The Consumer Financial Protection Bureau is proposing a new category of qualified mortgages called Seasoned QM, which would require loans to meet certain performance requirements over a 36-month seasoning period.
The CFPB said they hope this new category will “encourage innovation and help ensure access to responsible, affordable mortgage credit.”
In order to qualify as a Seasoned QM, loans would have to be first-lien, fixed rate transactions that comply with general restrictions on product features and points and fees and meet certain underwriting requirements.
During the seasoning period, creditors would have to hold these loans on portfolio. In addition, to be eligible to become a Seasoned QM, creditors must have considered and verified the consumer’s debt-to-income ratio (DTI) or residual income at origination.

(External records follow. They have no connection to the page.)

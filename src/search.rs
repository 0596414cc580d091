//! Term search
//!
//! Debounced search over a `TermCatalog`. Each submitted query takes a new
//! generation number; a response is only delivered if no newer query was
//! submitted while it was waiting or in flight.

use std::sync::atomic::{AtomicU64, Ordering};
use std::sync::Arc;
use std::time::Duration;

use log::{debug, warn};
use percent_encoding::{percent_decode_str, utf8_percent_encode, AsciiSet, NON_ALPHANUMERIC};

use crate::domain::{DomainError, DomainResult, TermCard};
use crate::repository::TermCatalog;
use crate::session::Session;

pub const DEFAULT_DEBOUNCE: Duration = Duration::from_millis(300);

/// Left as-is in a term slug, like a browser's `encodeURIComponent`
const SLUG_SAFE: &AsciiSet = &NON_ALPHANUMERIC
    .remove(b'-')
    .remove(b'_')
    .remove(b'.')
    .remove(b'!')
    .remove(b'~')
    .remove(b'*')
    .remove(b'\'')
    .remove(b'(')
    .remove(b')');

#[derive(Debug, Clone, PartialEq)]
pub enum SearchOutcome {
    Results(Vec<TermCard>),
    /// Blank query: the list shown before any search
    Initial(Vec<TermCard>),
    /// A newer query replaced this one
    Superseded,
    Failed(DomainError),
}

pub struct SearchController {
    catalog: Arc<dyn TermCatalog>,
    debounce: Duration,
    generation: AtomicU64,
    initial: Vec<TermCard>,
}

impl SearchController {
    pub fn new(catalog: Arc<dyn TermCatalog>, debounce: Duration) -> Self {
        Self {
            catalog,
            debounce,
            generation: AtomicU64::new(0),
            initial: Vec::new(),
        }
    }

    pub fn with_initial(mut self, initial: Vec<TermCard>) -> Self {
        self.initial = initial;
        self
    }

    pub fn set_initial(&mut self, initial: Vec<TermCard>) {
        self.initial = initial;
    }

    fn is_current(&self, generation: u64) -> bool {
        self.generation.load(Ordering::SeqCst) == generation
    }

    /// Run one keystroke's worth of search
    pub async fn submit(&self, query: &str) -> SearchOutcome {
        let generation = self.generation.fetch_add(1, Ordering::SeqCst) + 1;
        let query = query.trim();
        if query.is_empty() {
            return SearchOutcome::Initial(self.initial.clone());
        }

        tokio::time::sleep(self.debounce).await;
        if !self.is_current(generation) {
            debug!("Search '{}' superseded before fetch", query);
            return SearchOutcome::Superseded;
        }

        let result = self.catalog.search_cards(query).await;
        if !self.is_current(generation) {
            debug!("Discarding stale results for '{}'", query);
            return SearchOutcome::Superseded;
        }

        match result {
            Ok(cards) => SearchOutcome::Results(cards),
            Err(e) => {
                warn!("Search for '{}' failed: {}", query, e);
                SearchOutcome::Failed(e)
            }
        }
    }

    /// Exact lookup for a term page; `slug` may still be percent-encoded
    pub async fn lookup(&self, slug: &str) -> DomainResult<Vec<TermCard>> {
        let name = decode_slug(slug);
        if name.trim().is_empty() {
            return Ok(Vec::new());
        }
        self.catalog.lookup_cards(name.trim()).await
    }
}

/// Path segment for a term page
pub fn encode_slug(name: &str) -> String {
    utf8_percent_encode(name, SLUG_SAFE).to_string()
}

/// Percent-decode a URL path segment, keeping invalid UTF-8 lossy
pub fn decode_slug(slug: &str) -> String {
    percent_decode_str(slug).decode_utf8_lossy().into_owned()
}

/// The result whose name equals the query, ignoring case and surrounding space
pub fn exact_match<'a>(cards: &'a [TermCard], query: &str) -> Option<&'a TermCard> {
    cards.iter().find(|card| card.term.name_matches(query))
}

/// Whether to offer registering the query as a new term
pub fn should_offer_create(cards: &[TermCard], query: &str, session: &Session) -> bool {
    !query.trim().is_empty() && session.can_write() && exact_match(cards, query).is_none()
}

The performance requirements for Seasoned QM mean that covered transactions can have no more than two 30-day delinquencies and no delinquencies of 60 or more days at the end of the seasoning period. Significantly in this COVID-19 environment, the CFPB notes that “should there be a disaster or pandemic-related national emergency and as long as certain conditions are met, the proposal would not disqualify a loan from becoming a Seasoned QM for the failure to make full contractual payments if the consumer receives a temporary payment accommodation.”
“Today’s proposal continues the Bureau’s work to encourage safe and responsible innovation in the mortgage origination market,” said CFPB Director Kathy Kraninger. “Our goal through our very deliberative rulemaking process is to protect, promote and preserve the financial well-being of American consumers while at the same time offering access to responsible, affordable mortgage credit.”
The CFPB has already issued two other notices of proposed rulemaking this summer: one amending the QM definition in Regulation Z that eliminates the DTI requirement, and the other extending the QM Patch.